> Assigned task
What you return should be the lines from the first line of the records below through the line holding "let code = read_spirv(path)?;", unchanged.

= = = = =

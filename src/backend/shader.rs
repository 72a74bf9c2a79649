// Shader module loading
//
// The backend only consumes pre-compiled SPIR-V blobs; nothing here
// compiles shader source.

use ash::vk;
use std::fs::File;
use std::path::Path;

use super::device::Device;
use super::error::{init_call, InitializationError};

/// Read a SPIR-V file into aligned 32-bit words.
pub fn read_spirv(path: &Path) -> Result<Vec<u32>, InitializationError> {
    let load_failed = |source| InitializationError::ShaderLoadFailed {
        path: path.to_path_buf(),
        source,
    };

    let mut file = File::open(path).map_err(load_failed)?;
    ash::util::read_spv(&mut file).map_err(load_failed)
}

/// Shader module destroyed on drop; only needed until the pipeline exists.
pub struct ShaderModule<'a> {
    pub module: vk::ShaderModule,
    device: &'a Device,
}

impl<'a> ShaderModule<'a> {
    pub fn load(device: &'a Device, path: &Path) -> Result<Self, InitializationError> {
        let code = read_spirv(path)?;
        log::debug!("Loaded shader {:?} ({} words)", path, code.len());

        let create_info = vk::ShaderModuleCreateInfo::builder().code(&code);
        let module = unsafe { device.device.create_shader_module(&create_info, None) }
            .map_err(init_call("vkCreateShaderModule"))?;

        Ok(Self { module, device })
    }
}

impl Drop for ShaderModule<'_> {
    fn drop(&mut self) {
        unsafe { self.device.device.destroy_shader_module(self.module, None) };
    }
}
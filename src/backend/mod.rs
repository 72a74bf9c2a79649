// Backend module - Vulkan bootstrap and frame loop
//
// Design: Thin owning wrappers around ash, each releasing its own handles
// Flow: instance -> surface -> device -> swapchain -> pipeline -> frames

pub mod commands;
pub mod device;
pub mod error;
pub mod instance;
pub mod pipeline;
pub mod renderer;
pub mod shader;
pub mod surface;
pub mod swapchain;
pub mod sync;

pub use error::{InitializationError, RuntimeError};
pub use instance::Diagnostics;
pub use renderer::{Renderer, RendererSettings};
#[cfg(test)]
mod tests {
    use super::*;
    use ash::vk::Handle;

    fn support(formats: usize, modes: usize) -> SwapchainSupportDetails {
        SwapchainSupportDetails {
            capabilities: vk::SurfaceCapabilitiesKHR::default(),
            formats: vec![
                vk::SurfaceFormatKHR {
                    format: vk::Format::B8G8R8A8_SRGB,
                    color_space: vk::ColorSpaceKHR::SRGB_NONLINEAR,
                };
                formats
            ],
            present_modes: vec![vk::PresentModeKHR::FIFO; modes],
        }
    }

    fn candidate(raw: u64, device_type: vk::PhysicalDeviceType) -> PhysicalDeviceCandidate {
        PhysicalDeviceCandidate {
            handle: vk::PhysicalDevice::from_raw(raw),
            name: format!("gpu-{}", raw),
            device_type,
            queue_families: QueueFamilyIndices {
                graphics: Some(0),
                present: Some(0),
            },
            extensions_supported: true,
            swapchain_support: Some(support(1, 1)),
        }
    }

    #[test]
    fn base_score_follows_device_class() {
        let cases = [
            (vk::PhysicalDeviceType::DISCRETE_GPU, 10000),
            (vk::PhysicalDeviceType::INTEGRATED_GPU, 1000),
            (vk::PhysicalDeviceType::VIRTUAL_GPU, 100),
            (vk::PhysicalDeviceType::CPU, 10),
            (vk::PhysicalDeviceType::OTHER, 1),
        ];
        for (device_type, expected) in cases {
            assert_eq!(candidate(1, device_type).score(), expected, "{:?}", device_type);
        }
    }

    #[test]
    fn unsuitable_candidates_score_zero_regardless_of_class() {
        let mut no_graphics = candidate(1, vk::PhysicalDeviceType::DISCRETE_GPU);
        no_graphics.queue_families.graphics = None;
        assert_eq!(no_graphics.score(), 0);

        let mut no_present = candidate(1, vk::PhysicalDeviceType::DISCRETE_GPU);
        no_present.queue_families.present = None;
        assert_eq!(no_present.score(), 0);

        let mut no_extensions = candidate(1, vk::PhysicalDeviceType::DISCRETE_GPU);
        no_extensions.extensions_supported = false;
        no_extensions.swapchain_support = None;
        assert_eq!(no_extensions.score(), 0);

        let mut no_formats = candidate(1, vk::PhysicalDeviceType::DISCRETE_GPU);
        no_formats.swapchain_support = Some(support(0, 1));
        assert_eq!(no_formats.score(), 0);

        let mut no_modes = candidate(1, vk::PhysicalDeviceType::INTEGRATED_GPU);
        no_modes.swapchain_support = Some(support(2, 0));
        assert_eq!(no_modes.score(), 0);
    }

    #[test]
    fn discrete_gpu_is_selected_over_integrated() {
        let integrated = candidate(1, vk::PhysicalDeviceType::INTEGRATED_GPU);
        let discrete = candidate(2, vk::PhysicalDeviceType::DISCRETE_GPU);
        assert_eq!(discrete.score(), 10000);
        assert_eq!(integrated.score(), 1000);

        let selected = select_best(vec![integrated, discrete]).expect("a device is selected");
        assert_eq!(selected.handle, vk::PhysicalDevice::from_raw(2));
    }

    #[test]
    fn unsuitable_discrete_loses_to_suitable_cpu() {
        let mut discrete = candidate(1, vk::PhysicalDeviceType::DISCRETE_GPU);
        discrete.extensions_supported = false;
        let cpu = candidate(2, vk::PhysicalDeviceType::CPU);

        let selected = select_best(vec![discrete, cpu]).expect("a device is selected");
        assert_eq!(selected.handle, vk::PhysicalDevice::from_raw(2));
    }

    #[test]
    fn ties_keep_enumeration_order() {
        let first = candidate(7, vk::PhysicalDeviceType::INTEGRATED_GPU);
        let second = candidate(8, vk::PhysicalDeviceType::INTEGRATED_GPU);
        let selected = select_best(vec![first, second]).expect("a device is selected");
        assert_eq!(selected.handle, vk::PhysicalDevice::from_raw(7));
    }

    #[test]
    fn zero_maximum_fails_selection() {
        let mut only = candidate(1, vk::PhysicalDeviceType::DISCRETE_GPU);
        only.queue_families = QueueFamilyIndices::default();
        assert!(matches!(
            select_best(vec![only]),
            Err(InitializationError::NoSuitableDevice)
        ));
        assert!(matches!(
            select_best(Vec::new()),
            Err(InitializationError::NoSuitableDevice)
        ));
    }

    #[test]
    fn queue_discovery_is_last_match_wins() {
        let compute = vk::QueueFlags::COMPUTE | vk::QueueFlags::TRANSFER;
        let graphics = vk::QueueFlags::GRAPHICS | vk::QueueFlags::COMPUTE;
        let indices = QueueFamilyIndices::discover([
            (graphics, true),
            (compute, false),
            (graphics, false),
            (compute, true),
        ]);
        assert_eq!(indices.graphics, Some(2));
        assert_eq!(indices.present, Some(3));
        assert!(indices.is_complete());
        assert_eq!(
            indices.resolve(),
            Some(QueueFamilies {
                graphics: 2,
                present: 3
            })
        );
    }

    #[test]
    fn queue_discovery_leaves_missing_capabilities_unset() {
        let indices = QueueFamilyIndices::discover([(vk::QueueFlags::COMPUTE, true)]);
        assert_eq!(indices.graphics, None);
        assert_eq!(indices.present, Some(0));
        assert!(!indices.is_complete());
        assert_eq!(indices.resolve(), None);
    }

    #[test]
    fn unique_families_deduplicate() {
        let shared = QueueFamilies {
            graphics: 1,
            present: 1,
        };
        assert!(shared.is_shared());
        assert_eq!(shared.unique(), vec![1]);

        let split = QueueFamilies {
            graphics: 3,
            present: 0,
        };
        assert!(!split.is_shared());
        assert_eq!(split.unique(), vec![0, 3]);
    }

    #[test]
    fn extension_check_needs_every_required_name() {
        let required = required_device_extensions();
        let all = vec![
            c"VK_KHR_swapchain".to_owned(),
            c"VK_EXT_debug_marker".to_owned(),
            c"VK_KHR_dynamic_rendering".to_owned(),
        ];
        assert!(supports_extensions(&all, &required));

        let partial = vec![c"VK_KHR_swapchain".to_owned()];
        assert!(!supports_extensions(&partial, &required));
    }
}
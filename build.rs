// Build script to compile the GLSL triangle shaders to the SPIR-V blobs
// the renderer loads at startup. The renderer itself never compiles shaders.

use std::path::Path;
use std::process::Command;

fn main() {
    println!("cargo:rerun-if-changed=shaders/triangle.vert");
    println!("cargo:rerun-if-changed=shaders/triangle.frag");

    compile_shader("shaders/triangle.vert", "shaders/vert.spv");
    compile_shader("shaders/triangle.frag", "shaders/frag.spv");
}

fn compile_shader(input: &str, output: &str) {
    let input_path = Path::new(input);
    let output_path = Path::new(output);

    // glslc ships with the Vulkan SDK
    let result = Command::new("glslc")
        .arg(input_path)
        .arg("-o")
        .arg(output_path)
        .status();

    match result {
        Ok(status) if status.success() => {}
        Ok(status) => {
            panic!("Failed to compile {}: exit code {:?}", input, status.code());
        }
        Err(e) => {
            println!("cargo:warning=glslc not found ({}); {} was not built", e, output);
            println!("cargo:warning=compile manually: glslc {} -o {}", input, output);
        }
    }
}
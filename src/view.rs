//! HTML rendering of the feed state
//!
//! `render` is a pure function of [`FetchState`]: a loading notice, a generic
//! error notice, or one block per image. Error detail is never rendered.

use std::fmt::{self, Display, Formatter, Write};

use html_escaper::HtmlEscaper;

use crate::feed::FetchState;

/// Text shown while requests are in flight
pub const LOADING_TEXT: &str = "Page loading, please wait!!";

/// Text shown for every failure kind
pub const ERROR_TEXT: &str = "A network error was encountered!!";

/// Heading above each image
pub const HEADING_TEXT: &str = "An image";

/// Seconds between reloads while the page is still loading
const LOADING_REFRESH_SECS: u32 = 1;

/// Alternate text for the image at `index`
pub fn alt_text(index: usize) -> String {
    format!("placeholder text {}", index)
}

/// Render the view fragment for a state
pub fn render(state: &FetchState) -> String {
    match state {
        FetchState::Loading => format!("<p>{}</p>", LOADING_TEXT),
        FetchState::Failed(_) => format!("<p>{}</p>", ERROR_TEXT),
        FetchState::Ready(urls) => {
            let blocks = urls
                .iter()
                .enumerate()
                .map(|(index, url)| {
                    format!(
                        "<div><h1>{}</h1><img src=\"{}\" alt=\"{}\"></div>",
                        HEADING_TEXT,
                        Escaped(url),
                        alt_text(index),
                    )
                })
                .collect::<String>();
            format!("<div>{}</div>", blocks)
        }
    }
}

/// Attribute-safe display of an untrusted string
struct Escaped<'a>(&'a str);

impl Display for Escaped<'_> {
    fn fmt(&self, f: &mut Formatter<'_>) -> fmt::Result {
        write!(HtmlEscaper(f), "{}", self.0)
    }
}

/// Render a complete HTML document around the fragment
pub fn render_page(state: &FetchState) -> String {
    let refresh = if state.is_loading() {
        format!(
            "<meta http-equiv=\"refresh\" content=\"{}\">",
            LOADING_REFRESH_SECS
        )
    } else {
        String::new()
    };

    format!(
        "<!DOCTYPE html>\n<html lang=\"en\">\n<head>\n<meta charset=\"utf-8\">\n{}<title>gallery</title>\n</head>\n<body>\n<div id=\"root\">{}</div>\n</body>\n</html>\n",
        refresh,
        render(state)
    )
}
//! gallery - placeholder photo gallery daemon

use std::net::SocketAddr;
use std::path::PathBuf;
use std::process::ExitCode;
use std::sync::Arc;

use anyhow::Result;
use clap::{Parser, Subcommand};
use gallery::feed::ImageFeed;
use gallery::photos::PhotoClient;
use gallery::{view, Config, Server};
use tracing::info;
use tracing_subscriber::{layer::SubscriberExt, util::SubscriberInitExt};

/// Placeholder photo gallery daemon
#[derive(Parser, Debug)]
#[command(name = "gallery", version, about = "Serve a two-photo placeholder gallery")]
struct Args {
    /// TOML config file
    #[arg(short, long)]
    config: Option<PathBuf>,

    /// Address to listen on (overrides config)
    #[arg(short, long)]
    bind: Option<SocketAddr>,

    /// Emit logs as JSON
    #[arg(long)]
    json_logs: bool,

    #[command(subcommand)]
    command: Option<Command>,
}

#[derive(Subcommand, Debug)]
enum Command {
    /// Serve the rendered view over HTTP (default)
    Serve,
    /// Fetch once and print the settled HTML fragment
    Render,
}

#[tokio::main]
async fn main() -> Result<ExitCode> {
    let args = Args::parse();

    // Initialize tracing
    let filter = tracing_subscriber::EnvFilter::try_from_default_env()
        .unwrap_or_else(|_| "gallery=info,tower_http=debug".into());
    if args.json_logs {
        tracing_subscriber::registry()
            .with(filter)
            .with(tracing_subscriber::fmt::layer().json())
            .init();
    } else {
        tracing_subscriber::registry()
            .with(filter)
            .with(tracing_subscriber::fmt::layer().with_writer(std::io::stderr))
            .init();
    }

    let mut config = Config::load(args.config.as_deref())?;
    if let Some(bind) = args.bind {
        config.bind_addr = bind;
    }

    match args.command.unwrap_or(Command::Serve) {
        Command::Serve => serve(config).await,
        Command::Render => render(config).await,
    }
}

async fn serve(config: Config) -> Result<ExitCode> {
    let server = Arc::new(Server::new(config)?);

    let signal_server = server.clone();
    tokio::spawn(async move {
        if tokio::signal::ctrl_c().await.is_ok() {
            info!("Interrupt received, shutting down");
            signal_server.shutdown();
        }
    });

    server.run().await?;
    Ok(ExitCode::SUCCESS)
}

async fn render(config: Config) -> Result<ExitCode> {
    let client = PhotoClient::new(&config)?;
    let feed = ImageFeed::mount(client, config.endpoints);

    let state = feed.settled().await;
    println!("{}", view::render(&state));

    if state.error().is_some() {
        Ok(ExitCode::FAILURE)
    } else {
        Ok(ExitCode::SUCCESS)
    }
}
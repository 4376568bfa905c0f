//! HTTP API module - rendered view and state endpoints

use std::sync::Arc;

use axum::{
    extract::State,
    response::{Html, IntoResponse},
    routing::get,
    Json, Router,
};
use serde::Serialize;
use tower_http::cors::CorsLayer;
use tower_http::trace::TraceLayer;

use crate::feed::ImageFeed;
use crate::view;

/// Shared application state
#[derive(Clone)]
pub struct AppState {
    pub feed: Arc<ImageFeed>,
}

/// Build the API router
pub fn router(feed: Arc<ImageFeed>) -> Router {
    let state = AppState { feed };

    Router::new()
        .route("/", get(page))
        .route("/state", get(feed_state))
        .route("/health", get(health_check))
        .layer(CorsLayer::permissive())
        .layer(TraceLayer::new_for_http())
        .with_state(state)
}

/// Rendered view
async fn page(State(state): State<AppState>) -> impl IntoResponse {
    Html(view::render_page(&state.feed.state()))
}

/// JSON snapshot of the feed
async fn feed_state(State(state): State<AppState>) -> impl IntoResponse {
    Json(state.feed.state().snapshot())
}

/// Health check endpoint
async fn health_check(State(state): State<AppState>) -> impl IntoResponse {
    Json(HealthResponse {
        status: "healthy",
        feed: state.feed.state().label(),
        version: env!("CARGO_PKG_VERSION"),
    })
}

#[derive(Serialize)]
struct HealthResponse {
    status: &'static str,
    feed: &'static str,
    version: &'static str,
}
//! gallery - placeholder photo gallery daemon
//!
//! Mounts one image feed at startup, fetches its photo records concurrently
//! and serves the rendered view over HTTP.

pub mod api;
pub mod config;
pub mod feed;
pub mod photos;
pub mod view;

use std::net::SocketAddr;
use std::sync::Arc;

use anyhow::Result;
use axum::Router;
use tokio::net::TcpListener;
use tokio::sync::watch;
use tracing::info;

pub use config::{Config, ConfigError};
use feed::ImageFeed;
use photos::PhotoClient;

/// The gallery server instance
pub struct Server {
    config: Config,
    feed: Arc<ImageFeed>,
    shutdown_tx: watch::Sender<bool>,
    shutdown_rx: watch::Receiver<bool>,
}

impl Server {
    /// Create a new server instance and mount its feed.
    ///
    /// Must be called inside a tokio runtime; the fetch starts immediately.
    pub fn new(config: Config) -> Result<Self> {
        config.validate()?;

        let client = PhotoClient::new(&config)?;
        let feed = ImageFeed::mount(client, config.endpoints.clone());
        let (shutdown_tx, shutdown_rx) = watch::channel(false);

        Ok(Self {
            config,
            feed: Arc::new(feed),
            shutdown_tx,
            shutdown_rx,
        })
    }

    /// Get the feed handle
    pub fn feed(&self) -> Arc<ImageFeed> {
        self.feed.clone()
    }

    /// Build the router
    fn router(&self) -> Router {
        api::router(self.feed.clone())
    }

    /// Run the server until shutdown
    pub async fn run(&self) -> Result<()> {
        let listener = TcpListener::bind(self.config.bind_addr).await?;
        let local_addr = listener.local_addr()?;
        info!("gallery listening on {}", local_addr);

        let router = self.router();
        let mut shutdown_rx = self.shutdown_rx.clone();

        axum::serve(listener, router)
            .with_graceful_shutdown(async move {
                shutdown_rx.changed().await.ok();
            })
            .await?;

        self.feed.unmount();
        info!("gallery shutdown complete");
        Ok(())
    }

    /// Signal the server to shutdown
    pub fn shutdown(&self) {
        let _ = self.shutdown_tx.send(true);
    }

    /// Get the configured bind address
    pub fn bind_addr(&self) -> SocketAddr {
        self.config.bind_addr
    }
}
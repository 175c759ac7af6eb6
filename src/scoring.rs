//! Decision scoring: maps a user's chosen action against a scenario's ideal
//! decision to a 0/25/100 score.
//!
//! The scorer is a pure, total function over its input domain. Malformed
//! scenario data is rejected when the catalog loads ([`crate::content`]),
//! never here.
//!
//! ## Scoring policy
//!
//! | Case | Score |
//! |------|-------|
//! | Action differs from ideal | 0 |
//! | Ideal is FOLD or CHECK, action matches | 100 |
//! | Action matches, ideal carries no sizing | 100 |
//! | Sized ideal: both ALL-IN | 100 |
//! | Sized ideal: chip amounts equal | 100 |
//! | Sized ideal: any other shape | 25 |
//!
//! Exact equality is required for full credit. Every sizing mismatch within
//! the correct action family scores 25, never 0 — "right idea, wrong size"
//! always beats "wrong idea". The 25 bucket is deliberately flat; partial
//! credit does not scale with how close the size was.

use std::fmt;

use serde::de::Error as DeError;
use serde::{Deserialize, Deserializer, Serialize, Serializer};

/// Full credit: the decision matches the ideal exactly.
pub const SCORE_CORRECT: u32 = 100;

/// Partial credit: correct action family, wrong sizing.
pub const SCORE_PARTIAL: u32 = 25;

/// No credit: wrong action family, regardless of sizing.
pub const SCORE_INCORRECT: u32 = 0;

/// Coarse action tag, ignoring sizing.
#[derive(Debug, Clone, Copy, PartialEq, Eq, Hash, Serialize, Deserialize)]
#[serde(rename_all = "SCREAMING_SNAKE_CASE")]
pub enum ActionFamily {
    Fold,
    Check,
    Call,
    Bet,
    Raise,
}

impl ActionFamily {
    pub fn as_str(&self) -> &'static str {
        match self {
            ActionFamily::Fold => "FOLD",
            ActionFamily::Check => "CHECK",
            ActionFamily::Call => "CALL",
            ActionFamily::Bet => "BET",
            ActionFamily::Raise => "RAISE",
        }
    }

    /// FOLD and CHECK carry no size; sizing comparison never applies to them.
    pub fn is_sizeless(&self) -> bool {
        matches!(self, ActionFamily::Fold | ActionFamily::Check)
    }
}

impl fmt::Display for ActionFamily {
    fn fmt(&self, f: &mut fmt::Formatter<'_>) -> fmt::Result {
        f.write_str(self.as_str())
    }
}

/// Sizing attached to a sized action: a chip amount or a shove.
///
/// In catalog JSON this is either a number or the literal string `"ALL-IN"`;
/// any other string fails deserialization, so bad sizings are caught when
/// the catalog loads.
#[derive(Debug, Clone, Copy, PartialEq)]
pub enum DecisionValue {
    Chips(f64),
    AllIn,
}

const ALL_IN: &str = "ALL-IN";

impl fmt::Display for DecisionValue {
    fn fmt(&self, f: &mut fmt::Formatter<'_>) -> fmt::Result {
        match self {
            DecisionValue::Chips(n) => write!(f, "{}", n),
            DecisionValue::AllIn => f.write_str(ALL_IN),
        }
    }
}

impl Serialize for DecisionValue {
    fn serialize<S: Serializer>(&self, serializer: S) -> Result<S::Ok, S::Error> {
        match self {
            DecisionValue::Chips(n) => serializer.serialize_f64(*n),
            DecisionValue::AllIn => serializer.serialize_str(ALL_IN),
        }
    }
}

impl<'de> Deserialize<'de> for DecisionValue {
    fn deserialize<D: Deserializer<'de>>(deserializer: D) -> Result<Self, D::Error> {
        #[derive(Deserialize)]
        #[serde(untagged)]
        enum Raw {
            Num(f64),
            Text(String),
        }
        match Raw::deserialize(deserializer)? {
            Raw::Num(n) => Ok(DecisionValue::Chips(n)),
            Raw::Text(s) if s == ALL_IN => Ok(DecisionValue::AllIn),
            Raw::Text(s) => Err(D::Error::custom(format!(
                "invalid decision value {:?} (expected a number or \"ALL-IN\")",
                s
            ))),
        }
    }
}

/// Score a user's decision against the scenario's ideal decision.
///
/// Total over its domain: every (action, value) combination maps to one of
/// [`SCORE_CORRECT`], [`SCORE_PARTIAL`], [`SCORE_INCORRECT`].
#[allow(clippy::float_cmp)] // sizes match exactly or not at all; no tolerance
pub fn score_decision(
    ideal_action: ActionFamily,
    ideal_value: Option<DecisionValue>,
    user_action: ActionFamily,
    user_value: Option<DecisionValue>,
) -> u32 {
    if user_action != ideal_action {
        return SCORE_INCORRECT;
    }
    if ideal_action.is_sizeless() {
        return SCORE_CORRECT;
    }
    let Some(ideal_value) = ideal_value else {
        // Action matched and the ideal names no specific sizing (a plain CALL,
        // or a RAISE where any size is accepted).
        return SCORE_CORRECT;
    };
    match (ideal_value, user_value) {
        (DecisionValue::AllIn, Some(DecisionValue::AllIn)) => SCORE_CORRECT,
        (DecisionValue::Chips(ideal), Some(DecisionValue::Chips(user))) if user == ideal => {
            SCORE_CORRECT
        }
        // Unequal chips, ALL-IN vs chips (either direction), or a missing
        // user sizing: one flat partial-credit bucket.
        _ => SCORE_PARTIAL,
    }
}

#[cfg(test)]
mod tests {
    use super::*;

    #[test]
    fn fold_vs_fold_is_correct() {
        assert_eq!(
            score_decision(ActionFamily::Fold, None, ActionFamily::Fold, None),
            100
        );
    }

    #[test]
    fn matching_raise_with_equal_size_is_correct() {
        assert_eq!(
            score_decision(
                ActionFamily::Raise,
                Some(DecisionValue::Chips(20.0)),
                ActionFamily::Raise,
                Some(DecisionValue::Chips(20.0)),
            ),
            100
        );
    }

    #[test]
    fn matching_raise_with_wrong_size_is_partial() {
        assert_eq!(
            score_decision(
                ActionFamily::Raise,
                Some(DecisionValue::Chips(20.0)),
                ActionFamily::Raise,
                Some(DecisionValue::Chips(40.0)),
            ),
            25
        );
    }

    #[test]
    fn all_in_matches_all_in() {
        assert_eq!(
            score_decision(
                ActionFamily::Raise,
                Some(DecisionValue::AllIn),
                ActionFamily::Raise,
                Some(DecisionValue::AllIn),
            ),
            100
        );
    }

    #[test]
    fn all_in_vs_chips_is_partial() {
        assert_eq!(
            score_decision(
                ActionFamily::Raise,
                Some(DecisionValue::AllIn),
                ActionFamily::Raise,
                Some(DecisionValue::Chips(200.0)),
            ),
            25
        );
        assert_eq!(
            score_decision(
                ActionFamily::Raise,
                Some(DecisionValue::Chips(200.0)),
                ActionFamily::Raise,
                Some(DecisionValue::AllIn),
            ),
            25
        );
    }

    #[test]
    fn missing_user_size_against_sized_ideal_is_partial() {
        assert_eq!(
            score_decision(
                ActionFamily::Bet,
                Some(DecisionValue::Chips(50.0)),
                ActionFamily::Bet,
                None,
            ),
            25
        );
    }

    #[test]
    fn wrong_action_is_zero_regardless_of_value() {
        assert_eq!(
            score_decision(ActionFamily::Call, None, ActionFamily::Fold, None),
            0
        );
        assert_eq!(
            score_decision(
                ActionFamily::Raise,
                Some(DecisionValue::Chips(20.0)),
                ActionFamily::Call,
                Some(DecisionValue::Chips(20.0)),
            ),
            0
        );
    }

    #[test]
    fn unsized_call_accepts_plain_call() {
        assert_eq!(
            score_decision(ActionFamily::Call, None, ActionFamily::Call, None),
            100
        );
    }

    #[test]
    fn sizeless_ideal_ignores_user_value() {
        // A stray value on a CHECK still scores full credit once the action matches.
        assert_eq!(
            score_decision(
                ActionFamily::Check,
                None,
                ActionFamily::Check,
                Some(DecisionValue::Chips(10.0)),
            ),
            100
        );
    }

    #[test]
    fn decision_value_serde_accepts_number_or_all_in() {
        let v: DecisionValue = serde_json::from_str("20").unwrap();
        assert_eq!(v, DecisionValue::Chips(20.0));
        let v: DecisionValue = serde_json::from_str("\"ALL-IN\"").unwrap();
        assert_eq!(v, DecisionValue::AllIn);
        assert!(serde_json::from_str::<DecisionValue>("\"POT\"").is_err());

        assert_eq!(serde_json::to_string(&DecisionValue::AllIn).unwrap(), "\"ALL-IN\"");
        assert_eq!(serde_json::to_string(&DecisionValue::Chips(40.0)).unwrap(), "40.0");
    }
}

= = = = =

> Problem solution
filename src/backend/shader.rs
repository 72a74bf9c2a79649
// Shader module loading
//
// The backend only consumes pre-compiled SPIR-V blobs; nothing here
// compiles shader source.

use ash::vk;
use std::fs::File;
use std::path::Path;

use super::device::Device;
use super::error::{init_call, InitializationError};

/// Read a SPIR-V file into aligned 32-bit words.
pub fn read_spirv(path: &Path) -> Result<Vec<u32>, InitializationError> {
    let load_failed = |source| InitializationError::ShaderLoadFailed {
        path: path.to_path_buf(),
        source,
    };

    let mut file = File::open(path).map_err(load_failed)?;
    ash::util::read_spv(&mut file).map_err(load_failed)
}

/// Shader module destroyed on drop; only needed until the pipeline exists.
pub struct ShaderModule<'a> {
    pub module: vk::ShaderModule,
    device: &'a Device,
}

impl<'a> ShaderModule<'a> {
    pub fn load(device: &'a Device, path: &Path) -> Result<Self, InitializationError> {
        let code = read_spirv(path)?;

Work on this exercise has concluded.